He has been described as neoconservative, as well as close to José María Aznar and Esperanza Aguirre. He describes himself as liberal-conservative. According to José Luis Villacañas, Casado's discourse incorporates several of the core tenets of the Spanish right, including an emphasis on Catholicism, the secondary role of women, a stress on the unity of the Spanish nation, anti-abortion views, and Atlanticism. According to Antonio Elorza, Casado's ascension represents the comeback of the reactionary PP in the name of principles and fidelity to political lineage: the family as a totem, a fiscal counterreform, a heavy hand in Catalonia, a preventively repressive legislation and Franco's corpse remaining at Valle de los Caídos. 

In October 2017, he vouched (on a personal basis) for a potential reform of the Organic Law of Political Parties which would include the illegalization of political parties promoting the independence (of a part of Spain).

Annoyed by the decision of a German court to grant the extradition of Puigdemont to Spain solely for the charge of embezzlement in July 2018 (which he branded as "humiliation"), he raised the possibility of abolishing the Schengen Area. In September 2018 he directly ordered the PP members of the European Parliament to abstain in the voting of the Sargentini report calling for triggering Article 7 proceedings against the Hungarian government of Viktor Orbán.

Also in July 2018, he inveighed against "gender ideology", which he described as a form of "social collectivism the centre-right must fight against". He is also critical of the right of abortion as well as euthanasia.
 
On 21 July 2018, in the National Congress of the PP, he vowed to "reconquer the Catalan people". Referencing Tabarnia, a hypothetical anti-independentist breakaway from Catalonia, he said that he would be "turning the hypothetical Tabarnia into a real Tabarnia".

He has declared the "Hispanidad" to be the mankind's greatest feat, only comparable to romanization. According to Elorza, in his message, void of any criticism, Casado recovers the formulation of the concept of Hispanidad of the 1930s and reaffirms a particular idea of Spain, in which history, turned into a mechanism of exaltation, is used to propel a nationalist mobilization.

The use by Casado of terminology such as accusing NGOs of being "human traffickers" while also criticizing a perceived "do-goodism" in the Sánchez Government regarding its migration policy has drawn comparisons to Italian deputy prime minister Matteo Salvini by Steven Forti, of the Rolling Stone magazine.

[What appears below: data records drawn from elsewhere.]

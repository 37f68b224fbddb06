//! Type-string parsing.
//!
//! Turns the type strings found in signatures and docblocks
//! (`?Foo`, `Collection<int, User>|null`, `class-string<Model>`,
//! `Foo&Countable`, `list<T>`) into [`Union`]s.  The splitting helpers
//! respect `<…>` and `(…)` nesting so generic arguments are never split
//! in the middle.

use super::{Atomic, NamedObject, Union};
use crate::types::TemplateParamInfo;

/// Parse a type string with no template parameters in scope.
pub fn parse_union(raw: &str) -> Union {
    parse_union_with_templates(raw, &[])
}

/// Parse a type string, resolving bare names that match one of
/// `templates` to template parameters.
pub fn parse_union_with_templates(raw: &str, templates: &[TemplateParamInfo]) -> Union {
    let s = raw.trim();
    if s.is_empty() {
        return Union::mixed();
    }

    let mut atomics = Vec::new();
    for part in split_depth0(s, '|') {
        parse_part(part.trim(), templates, &mut atomics);
    }
    Union::new(atomics)
}

fn parse_part(part: &str, templates: &[TemplateParamInfo], out: &mut Vec<Atomic>) {
    if part.is_empty() {
        return;
    }

    if let Some(inner) = part.strip_prefix('(').and_then(|p| p.strip_suffix(')')) {
        out.extend(parse_union_with_templates(inner, templates).types().iter().cloned());
        return;
    }

    if let Some(inner) = part.strip_prefix('?') {
        out.push(Atomic::Null);
        parse_part(inner.trim(), templates, out);
        return;
    }

    let intersection = split_depth0(part, '&');
    if intersection.len() > 1 {
        let mut objects = intersection
            .iter()
            .flat_map(|p| parse_atomic(p.trim(), templates))
            .filter_map(|atomic| match atomic {
                Atomic::NamedObject(object) => Some(object),
                _ => None,
            });
        match objects.next() {
            Some(first) => {
                let rest: Vec<NamedObject> = objects.collect();
                out.push(Atomic::NamedObject(first.with_extra_types(rest)));
            }
            None => out.push(Atomic::Mixed),
        }
        return;
    }

    out.extend(parse_atomic(part, templates));
}

fn parse_atomic(part: &str, templates: &[TemplateParamInfo]) -> Vec<Atomic> {
    // ── `Type[]` shorthand ──
    if let Some(base) = part.strip_suffix("[]") {
        return vec![Atomic::Array {
            key: Box::new(array_key()),
            value: Box::new(parse_union_with_templates(base, templates)),
        }];
    }

    // ── Literals ──
    if let Some(value) = strip_quotes(part) {
        return vec![Atomic::LiteralString(value.to_string())];
    }
    if let Ok(value) = part.parse::<i64>() {
        return vec![Atomic::LiteralInt(value)];
    }
    if let Some(class) = part.strip_suffix("::class") {
        let class = class.strip_prefix('\\').unwrap_or(class);
        return vec![Atomic::LiteralClassString(class.to_string())];
    }

    // ── Split off generic arguments ──
    let (base, args) = match part.find('<') {
        Some(angle) if part.ends_with('>') => {
            let inner = &part[angle + 1..part.len() - 1];
            (part[..angle].trim(), split_depth0(inner, ','))
        }
        _ => (part, Vec::new()),
    };
    let base = base.strip_prefix('\\').unwrap_or(base);
    let arg = |i: usize| -> Union {
        args.get(i)
            .map(|a| parse_union_with_templates(a, templates))
            .unwrap_or_else(Union::mixed)
    };

    let atomic = match base.to_ascii_lowercase().as_str() {
        "int" | "integer" | "positive-int" | "negative-int" | "non-negative-int" => Atomic::Int,
        "string" | "non-empty-string" | "lowercase-string" => Atomic::String,
        "numeric-string" => Atomic::NumericString,
        "float" | "double" => Atomic::Float,
        "bool" | "boolean" => Atomic::Bool,
        "true" => Atomic::True,
        "false" => Atomic::False,
        "null" => Atomic::Null,
        "void" => Atomic::Void,
        "never" | "never-return" | "no-return" => Atomic::Never,
        "mixed" | "callable" | "resource" | "scalar" => Atomic::Mixed,
        "object" => Atomic::Object,
        "array-key" => return array_key().types().to_vec(),
        "array" | "non-empty-array" | "iterable" => match args.len() {
            0 => Atomic::Array {
                key: Box::new(array_key()),
                value: Box::new(Union::mixed()),
            },
            1 => Atomic::Array {
                key: Box::new(array_key()),
                value: Box::new(arg(0)),
            },
            _ => Atomic::Array {
                key: Box::new(arg(0)),
                value: Box::new(arg(1)),
            },
        },
        "list" | "non-empty-list" => Atomic::List(Box::new(arg(0))),
        "class-string" => {
            let bound = args
                .first()
                .map(|a| parse_union_with_templates(a, templates))
                .and_then(|u| class_string_bound(&u));
            Atomic::ClassString { as_type: bound.map(Box::new) }
        }
        _ => {
            if let Some(template) = templates.iter().find(|t| t.name == base) {
                Atomic::TemplateParam {
                    name: template.name.clone(),
                    defining_entity: template.defining_entity.clone(),
                    as_type: Box::new(template.as_type.clone()),
                }
            } else {
                let params = args
                    .iter()
                    .map(|a| parse_union_with_templates(a, templates))
                    .collect();
                Atomic::NamedObject(NamedObject::new(base).with_type_params(params))
            }
        }
    };
    vec![atomic]
}

/// `class-string<T>` keeps only a named-object bound; a template bound
/// contributes its own upper bound.
fn class_string_bound(bound: &Union) -> Option<NamedObject> {
    bound.types().iter().find_map(|atomic| match atomic {
        Atomic::NamedObject(object) => Some(object.clone()),
        Atomic::TemplateParam { as_type, .. } => as_type.named_objects().next().cloned(),
        _ => None,
    })
}

fn array_key() -> Union {
    Union::new(vec![Atomic::Int, Atomic::String])
}

fn strip_quotes(s: &str) -> Option<&str> {
    s.strip_prefix('\'')
        .and_then(|r| r.strip_suffix('\''))
        .or_else(|| s.strip_prefix('"').and_then(|r| r.strip_suffix('"')))
}

/// Split `s` on `sep` at nesting depth zero, respecting `<…>`, `(…)`,
/// `{…}` and quotes.
pub(crate) fn split_depth0(s: &str, sep: char) -> Vec<&str> {
    let mut parts = Vec::new();
    let mut depth = 0i32;
    let mut quote: Option<char> = None;
    let mut start = 0;

    for (i, ch) in s.char_indices() {
        if let Some(q) = quote {
            if ch == q {
                quote = None;
            }
            continue;
        }
        match ch {
            '\'' | '"' => quote = Some(ch),
            '<' | '(' | '{' | '[' => depth += 1,
            '>' | ')' | '}' | ']' => depth -= 1,
            c if c == sep && depth == 0 => {
                parts.push(s[start..i].trim());
                start = i + c.len_utf8();
            }
            _ => {}
        }
    }
    let last = s[start..].trim();
    if !last.is_empty() || parts.is_empty() {
        parts.push(last);
    }
    parts
}

#[cfg(test)]
mod tests {
    use super::*;

    #[test]
    fn nullable_generic() {
        let ty = parse_union("?\\App\\Collection<int, User>");
        assert_eq!(ty.to_string(), "null|App\\Collection<int, User>");
        assert!(ty.is_nullable());
    }

    #[test]
    fn intersection_becomes_extra_types() {
        let ty = parse_union("Foo&Countable&Bar");
        let object = ty.named_objects().next().expect("named object");
        assert_eq!(object.name, "Foo");
        assert_eq!(object.extra_types.len(), 2);
    }

    #[test]
    fn class_string_keeps_named_bound() {
        let ty = parse_union("class-string<Model>");
        assert_eq!(ty.to_string(), "class-string<Model>");
        assert_eq!(parse_union("class-string").to_string(), "class-string");
    }

    #[test]
    fn template_names_resolve_when_in_scope() {
        let templates = vec![TemplateParamInfo::new("T", "Box")];
        let ty = parse_union_with_templates("list<T>|T", &templates);
        assert!(ty.has_template());
        assert!(!parse_union("list<T>").has_template());
    }

    #[test]
    fn literals() {
        assert_eq!(parse_union("'abc'|5|Foo::class").to_string(), "'abc'|5|Foo::class");
    }

    #[test]
    fn split_respects_nesting() {
        assert_eq!(
            split_depth0("array<int, string>, Foo", ','),
            vec!["array<int, string>", "Foo"]
        );
    }
}
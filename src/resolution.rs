/// Class-name qualification.
///
/// Takes a class name as it appears in source and turns it into a fully
/// qualified name using the file's `use` imports and namespace:
///
///   - Fully-qualified names (`\PDO`, `\Couchbase\Cluster`) lose the
///     leading `\` and are otherwise kept.
///   - Unqualified names are looked up in the import table, then prefixed
///     with the current namespace.  Class names do NOT fall back to the
///     global scope, unlike functions and constants.
///   - Qualified names expand a leading alias segment
///     (`OA\Endpoint` with `use Swagger\OpenAPI as OA;`) and are otherwise
///     prefixed with the current namespace.
use crate::context::FileSource;

pub fn resolve_class_name(name: &str, source: &FileSource) -> String {
    // ── Fully qualified name (leading `\`) ──────────────
    if let Some(stripped) = name.strip_prefix('\\') {
        return stripped.to_string();
    }

    // ── Unqualified name (no `\` at all) ────────────────
    if !name.contains('\\') {
        if let Some(fqn) = lookup_alias(source, name) {
            return fqn.to_string();
        }
        return match &source.namespace {
            Some(ns) if !ns.is_empty() => format!("{ns}\\{name}"),
            _ => name.to_string(),
        };
    }

    // ── Qualified name (contains `\`, no leading `\`) ───
    let first_segment = name.split('\\').next().unwrap_or(name);
    if let Some(fqn_prefix) = lookup_alias(source, first_segment) {
        let rest = &name[first_segment.len()..];
        return format!("{fqn_prefix}{rest}");
    }
    match &source.namespace {
        Some(ns) if !ns.is_empty() => format!("{ns}\\{name}"),
        _ => name.to_string(),
    }
}

/// Import aliases are case-insensitive in PHP.
fn lookup_alias<'a>(source: &'a FileSource, alias: &str) -> Option<&'a str> {
    source
        .uses
        .get(alias)
        .or_else(|| {
            source
                .uses
                .iter()
                .find(|(key, _)| key.eq_ignore_ascii_case(alias))
                .map(|(_, fqn)| fqn)
        })
        .map(String::as_str)
}

/// The synthetic container a call outside any class is attributed to:
/// `<namespace>\<file class name>`.
pub fn file_container_name(source: &FileSource) -> String {
    let class_name = source.class_name.as_deref().unwrap_or("");
    match &source.namespace {
        Some(ns) if !ns.is_empty() => format!("{ns}\\{class_name}"),
        _ => class_name.to_string(),
    }
}

#[cfg(test)]
mod tests {
    use super::*;

    fn source() -> FileSource {
        FileSource::new("src/Controller.php")
            .with_namespace("App\\Http")
            .with_use("Model", "App\\Models\\Model")
            .with_use("OA", "\\Swagger\\OpenAPI")
    }

    #[test]
    fn fully_qualified_names_are_kept() {
        assert_eq!(resolve_class_name("\\PDO", &source()), "PDO");
    }

    #[test]
    fn unqualified_names_use_imports_then_namespace() {
        assert_eq!(resolve_class_name("Model", &source()), "App\\Models\\Model");
        assert_eq!(resolve_class_name("model", &source()), "App\\Models\\Model");
        assert_eq!(resolve_class_name("Request", &source()), "App\\Http\\Request");
    }

    #[test]
    fn qualified_names_expand_leading_alias() {
        assert_eq!(resolve_class_name("OA\\Endpoint", &source()), "Swagger\\OpenAPI\\Endpoint");
        assert_eq!(resolve_class_name("Sub\\Thing", &source()), "App\\Http\\Sub\\Thing");
    }

    #[test]
    fn global_scope_names_are_unchanged() {
        let global = FileSource::new("a.php");
        assert_eq!(resolve_class_name("Foo\\Bar", &global), "Foo\\Bar");
    }

    #[test]
    fn container_name() {
        let mut source = source();
        source.class_name = Some("Controller".into());
        assert_eq!(file_container_name(&source), "App\\Http\\Controller");
    }
}
//! Tracing subscriber setup for the command-line entry point.
//!
//! The library only emits `tracing` events; installing a subscriber is up
//! to the binary.  `PHPANTOM_LOG` takes an `EnvFilter` directive string and
//! overrides the verbosity flag.

use tracing_subscriber::EnvFilter;

pub const LOG_ENV_VAR: &str = "PHPANTOM_LOG";

/// Filter directive for a `-v` count.
pub fn level_for_verbosity(verbosity: u8) -> &'static str {
    match verbosity {
        0 => "warn",
        1 => "info",
        2 => "debug",
        _ => "trace",
    }
}

/// Install a stderr fmt subscriber.  Calling it twice is harmless; the
/// second call leaves the first subscriber in place.
pub fn init(verbosity: u8) {
    let filter = EnvFilter::try_from_env(LOG_ENV_VAR)
        .unwrap_or_else(|_| EnvFilter::new(level_for_verbosity(verbosity)));

    let installed = tracing_subscriber::fmt()
        .with_env_filter(filter)
        .with_target(true)
        .with_writer(std::io::stderr)
        .try_init();
    if installed.is_ok() {
        tracing::debug!("tracing initialized");
    }
}

#[cfg(test)]
mod tests {
    use super::*;

    #[test]
    fn verbosity_levels() {
        assert_eq!(level_for_verbosity(0), "warn");
        assert_eq!(level_for_verbosity(2), "debug");
        assert_eq!(level_for_verbosity(9), "trace");
    }
}
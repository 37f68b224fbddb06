//! Argument typing and checking.
//!
//! [`CallArgs`] caches the inferred argument types of one call so a call
//! fanned out over several receiver classes evaluates each argument
//! expression (and reports its issues) only once.
//!
//! The checker covers arity and a structural subtype test
//! ([`is_contained_by`]) that is good enough for the types in
//! [`crate::ttype`].  Template parameters of the callee that the receiver
//! did not bind are inferred from the arguments.

use std::collections::HashSet;

use crate::ast::{Argument, Span};
use crate::codebase::Codebase;
use crate::context::Context;
use crate::issue::IssueKind;
use crate::ttype::{Atomic, NamedObject, TemplateResult, Union};
use crate::types::{MethodId, ParameterInfo};
use crate::{AnalysisResult, Analyzer};

/// The arguments of one call plus their types once evaluated.
#[derive(Debug, Clone)]
pub struct CallArgs {
    args: Vec<Argument>,
    types: Option<Vec<Option<Union>>>,
}

impl CallArgs {
    pub fn new(args: &[Argument]) -> Self {
        Self {
            args: args.to_vec(),
            types: None,
        }
    }

    /// Arguments whose types are already known.
    pub(crate) fn with_types(args: Vec<Argument>, types: Vec<Option<Union>>) -> Self {
        Self {
            args,
            types: Some(types),
        }
    }

    pub fn args(&self) -> &[Argument] {
        &self.args
    }

    pub fn is_evaluated(&self) -> bool {
        self.types.is_some()
    }

    /// Arguments and their types; the types are empty until evaluated.
    pub(crate) fn parts(&self) -> (&[Argument], &[Option<Union>]) {
        (&self.args, self.types.as_deref().unwrap_or_default())
    }
}

impl Analyzer {
    /// Types of the call's arguments, evaluating them on first use.
    pub(crate) fn arg_types<'a>(
        &mut self,
        args: &'a mut CallArgs,
        ctx: &mut Context,
    ) -> AnalysisResult<&'a [Option<Union>]> {
        if args.types.is_none() {
            let mut types = Vec::with_capacity(args.args.len());
            for arg in &args.args {
                types.push(self.analyze_expression(&arg.value, ctx)?);
            }
            args.types = Some(types);
        }
        Ok(args.types.as_deref().unwrap_or_default())
    }

    /// Evaluate the argument expressions for their own issues, without a
    /// signature to check them against.
    pub(crate) fn analyze_call_args(&mut self, args: &mut CallArgs, ctx: &mut Context) -> AnalysisResult<()> {
        self.arg_types(args, ctx).map(|_| ())
    }

    /// Check `args` against the parameters of `method_id`.
    pub(crate) fn check_method_args(
        &mut self,
        method_id: &MethodId,
        args: &mut CallArgs,
        templates: &mut TemplateResult,
        span: Span,
        ctx: &mut Context,
    ) -> AnalysisResult<()> {
        let Some(storage) = self.codebase().method_storage(method_id) else {
            return self.analyze_call_args(args, ctx);
        };
        self.check_arguments_against(&storage.parameters, args, templates, &method_id.to_string(), span, ctx)
    }

    /// Check `args` against `params`.
    ///
    /// Templates already present in `templates` are treated as fixed;
    /// other templates appearing in parameter types are bound from the
    /// argument types.  Type mismatches are reported but never fatal;
    /// arity problems are fatal when the sink says so.
    pub(crate) fn check_arguments_against(
        &mut self,
        params: &[ParameterInfo],
        args: &mut CallArgs,
        templates: &mut TemplateResult,
        callee: &str,
        span: Span,
        ctx: &mut Context,
    ) -> AnalysisResult<()> {
        let arg_types = self.arg_types(args, ctx)?.to_vec();
        let fixed: HashSet<String> = templates.iter().map(|(name, _)| name.to_string()).collect();
        let has_unpack = args.args.iter().any(|a| a.unpack);
        let variadic = params.last().filter(|p| p.is_variadic);

        let mut too_many = false;
        for (offset, arg) in args.args.iter().enumerate() {
            let param = match &arg.name {
                Some(label) => params.iter().find(|p| p.name.trim_start_matches('$') == label),
                None => params.get(offset).or(variadic),
            };
            let Some(param) = param else {
                too_many |= !has_unpack;
                continue;
            };
            if arg.unpack {
                continue;
            }
            let (Some(expected), Some(Some(actual))) = (&param.type_hint, arg_types.get(offset)) else {
                continue;
            };

            infer_templates(expected, actual, &fixed, templates);
            let expected = expected.replace_template_types(templates);
            if !is_contained_by(actual, &expected, self.codebase()) {
                // Argument type mismatches never abort the statement.
                let _ = self.report(
                    IssueKind::InvalidArgument,
                    format!("Argument {} of {callee} expects {expected}, {actual} provided", offset + 1),
                    arg.value.span().unwrap_or(span),
                    ctx,
                );
            }
        }

        if too_many {
            self.report_or_fatal(
                IssueKind::TooManyArguments,
                format!(
                    "Too many arguments for method {callee} - expecting {} but saw {}",
                    params.len(),
                    args.args.len()
                ),
                span,
                ctx,
            )?;
        }

        if !has_unpack {
            let positional = args.args.iter().filter(|a| a.name.is_none()).count();
            let missing = params.iter().enumerate().any(|(i, p)| {
                p.is_required
                    && i >= positional
                    && !args
                        .args
                        .iter()
                        .any(|a| a.name.as_deref() == Some(p.name.trim_start_matches('$')))
            });
            if missing {
                let required = params.iter().filter(|p| p.is_required).count();
                self.report_or_fatal(
                    IssueKind::TooFewArguments,
                    format!(
                        "Too few arguments for method {callee} - expecting {required} but saw {}",
                        args.args.len()
                    ),
                    span,
                    ctx,
                )?;
            }
        }

        Ok(())
    }
}

/// Bind templates in `expected` that are not in `fixed` from the matching
/// parts of `actual`.
fn infer_templates(expected: &Union, actual: &Union, fixed: &HashSet<String>, out: &mut TemplateResult) {
    for atomic in expected.types() {
        match atomic {
            Atomic::TemplateParam { name, .. } if !fixed.contains(name) => {
                let bound = if expected.is_nullable() {
                    actual.filter(|a| !matches!(a, Atomic::Null))
                } else {
                    Some(actual.clone())
                };
                if let Some(bound) = bound {
                    out.bind(name, bound);
                }
            }
            Atomic::List(inner) => {
                for candidate in actual.types() {
                    if let Atomic::List(value) | Atomic::Array { value, .. } = candidate {
                        infer_templates(inner, value, fixed, out);
                    }
                }
            }
            Atomic::Array { key, value } => {
                for candidate in actual.types() {
                    match candidate {
                        Atomic::Array {
                            key: actual_key,
                            value: actual_value,
                        } => {
                            infer_templates(key, actual_key, fixed, out);
                            infer_templates(value, actual_value, fixed, out);
                        }
                        Atomic::List(actual_value) => infer_templates(value, actual_value, fixed, out),
                        _ => {}
                    }
                }
            }
            Atomic::NamedObject(object) if !object.type_params.is_empty() => {
                for candidate in actual.named_objects() {
                    if candidate.name.eq_ignore_ascii_case(&object.name) {
                        for (param, actual_param) in object.type_params.iter().zip(&candidate.type_params) {
                            infer_templates(param, actual_param, fixed, out);
                        }
                    }
                }
            }
            _ => {}
        }
    }
}

/// Whether every value of `input` is also a value of `container`.
///
/// `mixed` on either side is accepted; the checker does not try to prove
/// anything about values it knows nothing about.
pub fn is_contained_by(input: &Union, container: &Union, codebase: &Codebase) -> bool {
    if input.is_mixed() || container.is_mixed() {
        return true;
    }
    input.types().iter().all(|atomic| {
        container
            .types()
            .iter()
            .any(|candidate| atomic_is_contained_by(atomic, candidate, codebase))
    })
}

fn atomic_is_contained_by(input: &Atomic, container: &Atomic, codebase: &Codebase) -> bool {
    if input == container {
        return true;
    }
    match (input, container) {
        (_, Atomic::Mixed) | (Atomic::Never, _) => true,
        (Atomic::TemplateParam { as_type, .. }, _) => {
            is_contained_by(as_type, &Union::from_atomic(container.clone()), codebase)
        }
        (_, Atomic::TemplateParam { as_type, .. }) => {
            is_contained_by(&Union::from_atomic(input.clone()), as_type, codebase)
        }
        (Atomic::LiteralInt(_), Atomic::Int | Atomic::Float) | (Atomic::Int, Atomic::Float) => true,
        (
            Atomic::LiteralString(_)
            | Atomic::NumericString
            | Atomic::ClassString { .. }
            | Atomic::LiteralClassString(_),
            Atomic::String,
        ) => true,
        (Atomic::True | Atomic::False, Atomic::Bool) => true,
        (Atomic::LiteralClassString(_) | Atomic::ClassString { .. }, Atomic::ClassString { as_type: None }) => true,
        (Atomic::LiteralClassString(name), Atomic::ClassString { as_type: Some(bound) }) => {
            codebase.is_subclass_or_same(name, &bound.name)
        }
        (
            Atomic::ClassString { as_type: Some(object) },
            Atomic::ClassString { as_type: Some(bound) },
        ) => codebase.is_subclass_or_same(&object.name, &bound.name),
        (Atomic::NamedObject(_), Atomic::Object) => true,
        (Atomic::NamedObject(object), Atomic::NamedObject(bound)) => object_is_contained_by(object, bound, codebase),
        (Atomic::List(value), Atomic::List(bound)) => is_contained_by(value, bound, codebase),
        (Atomic::List(value), Atomic::Array { key, value: bound }) => {
            is_contained_by(&Union::from_atomic(Atomic::Int), key, codebase)
                && is_contained_by(value, bound, codebase)
        }
        (
            Atomic::Array { key, value },
            Atomic::Array {
                key: bound_key,
                value: bound_value,
            },
        ) => is_contained_by(key, bound_key, codebase) && is_contained_by(value, bound_value, codebase),
        _ => false,
    }
}

fn object_is_contained_by(object: &NamedObject, bound: &NamedObject, codebase: &Codebase) -> bool {
    let own_match = codebase.is_subclass_or_same(&object.name, &bound.name)
        || object
            .extra_types
            .iter()
            .any(|extra| codebase.is_subclass_or_same(&extra.name, &bound.name));
    if !own_match {
        return false;
    }
    bound.extra_types.iter().all(|required| {
        codebase.is_subclass_or_same(&object.name, &required.name)
            || object
                .extra_types
                .iter()
                .any(|extra| codebase.is_subclass_or_same(&extra.name, &required.name))
    })
}
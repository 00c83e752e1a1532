use crate::codec::CodecError;
use thiserror::Error;

#[derive(Error, Debug)]
pub enum EngineError {
    #[error("Configuration error: {0}")]
    ConfigError(String),

    #[error("CSV parsing system error: {source}")]
    CsvSystemError {
        #[from]
        source: csv::Error,
    },

    #[error("I/O error: {source}")]
    IoError {
        #[from]
        source: std::io::Error,
    },

    #[error("CSV data format error: {0}")]
    CsvDataFormatError(String),

    #[error("Block codec error: {source}")]
    CodecError {
        #[from]
        source: CodecError,
    },

    #[error("Unrecognized block file: {0}")]
    UnknownBlockFile(String),

    #[error("Indicator calculation error: {0}")]
    IndicatorError(String),
}
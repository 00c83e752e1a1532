// Engine library root: block codecs and the producer tooling around them.

pub mod codec;
pub mod config;
pub mod data;
pub mod error;
pub mod indicators;
pub mod services;

pub use codec::{
    decode_candle_set, decode_indicator_set, encode_candle_set, encode_indicator_set, BlockCodec, CodecError,
    JsonMetaCodec, MetaCodec,
};
pub use error::EngineError;
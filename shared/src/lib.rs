// Data model and time-grid arithmetic shared by the block codecs and their
// producers.

pub mod block;
pub mod models;
pub mod slots;
pub mod timeframe;

pub use block::BLOCK_SIZE;
pub use models::{
    AxisKind, Candle, CandleSet, DataSetMeta, Indicator, IndicatorMeta, IndicatorSeries, IndicatorValue,
    SeriesKind,
};
pub use slots::{SlotCountError, Slots};
pub use timeframe::TimeFrame;
// Producer side: raw candle input and block assembly
pub mod block_builder;
pub mod csv_parser;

He also said that action for the historical memory of Francisco Franco's crimes should be brough about by consensus, and that Spain should concentrate on problems of the present, not the past.

A monarchist, he vocally defended the institution and proclaimed "I will always defend the King of Spain" in 2018 while he announced his opposition to opening a parliamentary commission aiming to investigate the irregularities allegedly committed by King emeritus Juan Carlos I that Corinna zu Sayn-Wittgenstein revealed. He has also considered as good move forward getting used to include praises to the King of Spain in everyday conversations and deemed acts such as paying the pensions as a figurated way of saying Viva el Rey ("Long live the King").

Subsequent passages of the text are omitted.